Personalised approach to hypertension treatment: Rationale and design of the HYPERMARKER randomised trial
Journal:
medRxiv
Published Date:
Feb 5, 2026
Abstract
Background and Objective: Blood pressure treatment response is variable in individual patients, and the choice of medical therapy is often dependent on clinician experience. Treatment choices can be personalised by patient empowerment, metabolomic profiles and augmented by machine learning, but robust evaluation is lacking on how these can be combined to enhance clinical effectiveness. The HYPERMARKER trial will evaluate how an individualised choice of medication class can address the avoidable global health and economic burdens of hypertension. Design and Intervention: The HYPERMARKER trial is a proof-of-concept, pragmatic, multicentre, adaptive, open-label strategy trial embedded into routine clinical practice with stratified individual patient randomisation. The trial was co-designed with a patient and public involvement team. The intervention is a digital portal that supports shared decision making on hypertension therapy class using clinical features plus metabolomic profiles determined with liquid chromatography-mass spectrometry. Participants and Outcomes: Eligible patients are aged [≥]18yrs with a systolic blood pressure of [≥]140mmHg and a clinical indication for antihypertensive therapy. 400 participants will be randomised to usual standard of care for treatment selection, or to the intervention group. Remote follow-up will occur through a patient smartphone application and linked blood pressure monitor to assess the primary outcome of change in home systolic blood pressure during a four-week period after medication changes.
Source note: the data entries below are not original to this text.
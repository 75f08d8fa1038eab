//! Structured self-description of a partitioner and its partitions.
//!
//! Probe reports are plain data: they are produced without blocking and can be
//! serialized for diagnostics endpoints. All structs use
//! `#[serde(rename_all = "camelCase")]`.

use serde::{Deserialize, Serialize};

/// Lifecycle state of a single partition lane.
///
/// State machine: Running -> Draining -> Stopped
#[derive(Debug, Clone, Copy, PartialEq, Eq, Serialize, Deserialize)]
#[serde(rename_all = "lowercase")]
pub enum PartitionState {
    /// Accepting and executing work.
    Running,
    /// No longer accepting work; finishing what was already queued.
    Draining,
    /// All accepted work finished; the lane's worker has exited.
    Stopped,
}

/// Occupancy and counters for one partition.
#[derive(Debug, Clone, PartialEq, Eq, Serialize, Deserialize)]
#[serde(rename_all = "camelCase")]
pub struct PartitionProbe {
    pub index: u32,
    pub state: PartitionState,
    /// Items accepted but not yet started.
    pub queued: u64,
    /// Items currently executing (0 or 1).
    pub in_flight: u64,
    /// Items whose continuation finished successfully.
    pub completed: u64,
    /// Items whose continuation failed or panicked.
    pub faulted: u64,
}

impl PartitionProbe {
    /// True when nothing is queued or executing.
    #[must_use]
    pub fn is_idle(&self) -> bool {
        self.queued == 0 && self.in_flight == 0
    }
}

/// Probe report for a whole partitioner, partitions in index order.
#[derive(Debug, Clone, PartialEq, Eq, Serialize, Deserialize)]
#[serde(rename_all = "camelCase")]
pub struct PartitionerProbe {
    pub id: String,
    pub partition_count: u32,
    /// Name of the hash generator in use.
    pub hash: String,
    pub partitions: Vec<PartitionProbe>,
}

impl PartitionerProbe {
    /// Total number of items waiting across all partitions.
    #[must_use]
    pub fn total_queued(&self) -> u64 {
        self.partitions.iter().map(|p| p.queued).sum()
    }

    /// Serialize the report as a JSON value.
    ///
    /// # Errors
    ///
    /// Returns an error only if serialization fails, which plain probe data
    /// does not do in practice.
    pub fn to_json(&self) -> serde_json::Result<serde_json::Value> {
        serde_json::to_value(self)
    }
}
//! Error taxonomy for routing, lane execution and shutdown.
//!
//! Routing and configuration errors are returned synchronously from the call
//! that caused them. Work-item failures travel only through the failing
//! item's [`Completion`](crate::partition::Completion).

/// Errors produced by the partitioner and its partitions.
#[derive(Debug, thiserror::Error)]
pub enum PartitionError {
    #[error("invalid partitioner configuration: {reason}")]
    InvalidConfiguration { reason: String },
    #[error("partition key must be present and non-empty")]
    InvalidKey,
    #[error("shutdown aborted while partitions {partitions:?} were still draining")]
    ShutdownAborted { partitions: Vec<u32> },
    #[error("work item failed: {0}")]
    WorkItemFailure(#[source] anyhow::Error),
    #[error("partition {index} is closed")]
    PartitionClosed { index: u32 },
}

impl PartitionError {
    pub(crate) fn invalid_configuration(reason: impl Into<String>) -> Self {
        Self::InvalidConfiguration {
            reason: reason.into(),
        }
    }

    /// True for errors raised before the item reached a partition.
    #[must_use]
    pub fn is_rejection(&self) -> bool {
        matches!(
            self,
            Self::InvalidConfiguration { .. } | Self::InvalidKey | Self::PartitionClosed { .. }
        )
    }
}

pub type Result<T, E = PartitionError> = std::result::Result<T, E>;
Secondary outcomes will include patient-reported adverse effects and quality of life, treatment withdrawal, healthcare utilisation and a health economic analysis. In the second phase of the trial, all participants will receive an updated version of the intervention, regardless of original randomised group. Ethics and Dissemination: Ethical approval will be obtained for all sites. Approval in England: North West Greater Manchester West Research Ethics Committee (REC) (25/NW/0296). Trial results will be disseminated via peer-reviewed publications and plain language patient summaries. Trial registration: Clinicaltrials.gov: NCT07294794. ISRCTN: ISRCTN29385951.